DATA SUPPLIED –
== Segment start ==
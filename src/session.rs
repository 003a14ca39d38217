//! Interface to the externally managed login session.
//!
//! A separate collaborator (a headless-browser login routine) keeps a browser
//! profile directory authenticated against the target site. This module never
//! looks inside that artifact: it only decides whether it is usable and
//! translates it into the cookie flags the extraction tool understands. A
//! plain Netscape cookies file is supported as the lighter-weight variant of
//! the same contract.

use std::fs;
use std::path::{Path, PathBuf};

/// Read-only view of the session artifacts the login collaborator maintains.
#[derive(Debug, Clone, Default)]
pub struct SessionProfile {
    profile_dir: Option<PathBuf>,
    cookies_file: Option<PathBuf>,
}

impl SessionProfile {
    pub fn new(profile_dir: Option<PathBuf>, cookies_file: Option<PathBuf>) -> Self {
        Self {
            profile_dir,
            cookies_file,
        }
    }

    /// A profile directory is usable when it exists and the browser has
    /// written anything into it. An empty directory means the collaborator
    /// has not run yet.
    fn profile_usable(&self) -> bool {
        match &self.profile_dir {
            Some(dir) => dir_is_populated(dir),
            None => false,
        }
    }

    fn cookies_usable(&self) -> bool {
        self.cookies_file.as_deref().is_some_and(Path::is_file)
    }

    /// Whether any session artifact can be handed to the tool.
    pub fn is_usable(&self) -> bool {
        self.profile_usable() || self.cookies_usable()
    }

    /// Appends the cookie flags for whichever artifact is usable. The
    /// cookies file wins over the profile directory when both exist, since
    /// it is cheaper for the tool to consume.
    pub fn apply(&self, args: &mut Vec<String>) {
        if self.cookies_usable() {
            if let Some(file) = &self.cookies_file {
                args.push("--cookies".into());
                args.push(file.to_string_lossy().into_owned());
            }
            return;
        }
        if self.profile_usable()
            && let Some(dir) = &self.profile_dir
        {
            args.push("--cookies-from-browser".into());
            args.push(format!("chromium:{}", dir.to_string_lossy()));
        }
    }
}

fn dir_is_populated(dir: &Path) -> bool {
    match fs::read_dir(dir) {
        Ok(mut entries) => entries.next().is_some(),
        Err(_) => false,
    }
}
== Segment end ==
== Segment start ==
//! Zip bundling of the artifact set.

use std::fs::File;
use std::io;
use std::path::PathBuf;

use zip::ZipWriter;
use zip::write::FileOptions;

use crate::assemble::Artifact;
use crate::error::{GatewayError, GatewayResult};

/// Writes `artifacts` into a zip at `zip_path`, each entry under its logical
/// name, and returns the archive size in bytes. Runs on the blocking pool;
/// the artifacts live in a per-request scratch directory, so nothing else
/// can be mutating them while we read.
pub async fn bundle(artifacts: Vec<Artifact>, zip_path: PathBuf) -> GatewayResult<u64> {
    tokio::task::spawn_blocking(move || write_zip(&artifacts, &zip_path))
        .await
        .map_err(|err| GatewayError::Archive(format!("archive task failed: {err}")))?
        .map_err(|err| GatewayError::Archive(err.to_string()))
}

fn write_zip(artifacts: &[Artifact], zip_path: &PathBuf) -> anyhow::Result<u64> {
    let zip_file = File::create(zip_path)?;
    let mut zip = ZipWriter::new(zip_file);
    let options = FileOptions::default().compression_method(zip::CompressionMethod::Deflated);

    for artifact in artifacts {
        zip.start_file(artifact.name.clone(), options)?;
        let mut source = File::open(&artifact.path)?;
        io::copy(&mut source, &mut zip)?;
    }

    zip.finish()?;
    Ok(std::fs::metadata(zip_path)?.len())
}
== Segment end ==
TASK INSTRUCTIONS –
Where a line in the records above contains the string "browser", copy that line.

EXERCISE ANSWER –
//! A separate collaborator (a headless-browser login routine) keeps a browser
    /// A profile directory is usable when it exists and the browser has
            args.push("--cookies-from-browser".into());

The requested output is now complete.